En estos días marcados por el paso de la Pascua, entre ratos de silencio o zozobra, oración o exaltación, viene bien sacar un espacio libre para una lectura sosegada. En este caso, una buena opción puede ser ‘Cómo se hace una novela’, que vendría a ser una especie de autobiografía (nada al uso) de Miguel de Unamuno.
El lector que tenga tiempo, gozará de una obra que palpita en cada página. Pero, el que disponga de solo unos minutos, que no cese en el empeño y lea al menos el prólogo, escrito por el hispanista francés Jean Cassou. En él se encontrará con tesoros como este, en el que se apunta que la esencia del pensador bilbaíno es la siguiente: “Absorto en la contemplación de su propio milagro (el hecho de vivir), no puede soportar el no ser eterno”.
Y es que es la suya, la de don Miguel según Cassou, “una humanidad que confiesa, que no deja de confesar, de clamar y proclamar”… ¿El qué? Que “no se perderá nada”. Es decir, que la muerte no vencerá. Al menos a quien se ha entregado a la obra de crear vida: en la música, en la poesía…, en lo que deja marcada la retina de los coetáneos con algo único, propio y diferente.
En este punto, el hispanista galo señala que Unamuno es todo un Dios creador, siendo sus imperecederas criaturas “los hijos de su espíritu, como aquel personaje de ‘Niebla’ que viene a echarle en cara el grito terrible de ‘¡Don Miguel, no quiero morir!’; como Don Quijote, más vivo que el pobre cadáver llamado Cervantes; como España, no la de los príncipes, sino la suya, la de don Miguel, que transporta consigo en sus destierros, que hace día a día en cada uno de sus escritos y de la que puede decir que es su hija y no su madre”.
Cierra Cassou su prólogo dando en la diana del cristianismo en el que, se reconozca o no, se situó el eterno rector de la Universidad de Salamanca: “Protesta.
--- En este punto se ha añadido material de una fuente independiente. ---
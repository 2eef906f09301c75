use std::time::Duration;

use clap::Parser;
use homecall::{Telemetry, common::Config};
use tracing::{info, warn};
use tracing_subscriber::EnvFilter;

#[derive(Parser)]
#[command(name = "homecalld", about = "Operator metrics exporter (Prometheus pull and Kafka push)")]
struct Cli {
    /// Overrides METRICS_PORT.
    #[arg(long)]
    port: Option<u16>,

    /// Overrides METRICS_PUBLISH_INTERVAL, in seconds.
    #[arg(long)]
    interval_secs: Option<u64>,

    /// Serve /metrics only, without publishing to Kafka.
    #[arg(long, default_value_t = false)]
    no_push: bool,

    #[arg(long, default_value_t = false)]
    no_pod_counts: bool,
}

impl Cli {
    fn apply(&self, config: &mut Config) -> Result<(), Box<dyn std::error::Error>> {
        if let Some(port) = self.port {
            config.metrics_port = port;
        }
        if let Some(secs) = self.interval_secs {
            if secs == 0 {
                return Err("--interval-secs must be greater than zero".into());
            }
            config.publish_interval = Duration::from_secs(secs);
        }
        if self.no_pod_counts {
            config.pod_counts_enabled = false;
        }
        Ok(())
    }
}

#[tokio::main]
async fn main() -> Result<(), Box<dyn std::error::Error>> {
    let env_filter = EnvFilter::from_default_env().add_directive("homecall=info".parse()?);
    tracing_subscriber::fmt().with_env_filter(env_filter).init();

    let cli = Cli::parse();
    let mut config = Config::from_env()?;
    cli.apply(&mut config)?;
    info!(
        namespace = %config.namespace,
        cluster = %config.cluster,
        resource_kind = %config.resource_kind,
        controller = %config.controller_name,
        controller_version = %config.controller_version,
        "homecall configuration loaded"
    );

    let telemetry = Telemetry::new(config);
    telemetry.start_pull().await?;

    if cli.no_push {
        info!("kafka metrics disabled by --no-push");
    } else if let Err(err) = telemetry.start_push().await {
        warn!(error = %err, "kafka metrics disabled");
    }

    tokio::signal::ctrl_c().await?;
    info!("shutdown signal received");
    telemetry.shutdown().await;

    Ok(())
}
Y su protesta sube hasta Dios, no esa quimera fabricada a golpe de abstracciones alejandrinas por metafísicos ebrios de logomaquia, sino al Dios español, al Cristo de ojos de vidrio, de pelo natural, de cuerpo articulado, hecho de tierra y de palo, sangriento, vestido, en que una faldilla bordada en oro disimula las vergüenzas, que ha vivido entre las cosas familiares y al que, como dijo santa Teresa, se le encuentra hasta en el puchero”.
Cassou tenía razón… Unamuno, para quien tan real es Cervantes como Don Quijote, solo se sintió incapaz de recrear un personaje, por ser este ya la culminación de la Historia: Jesús de Nazaret, el Cristo, al que siempre se refirió como “el más divino de todos los locos”.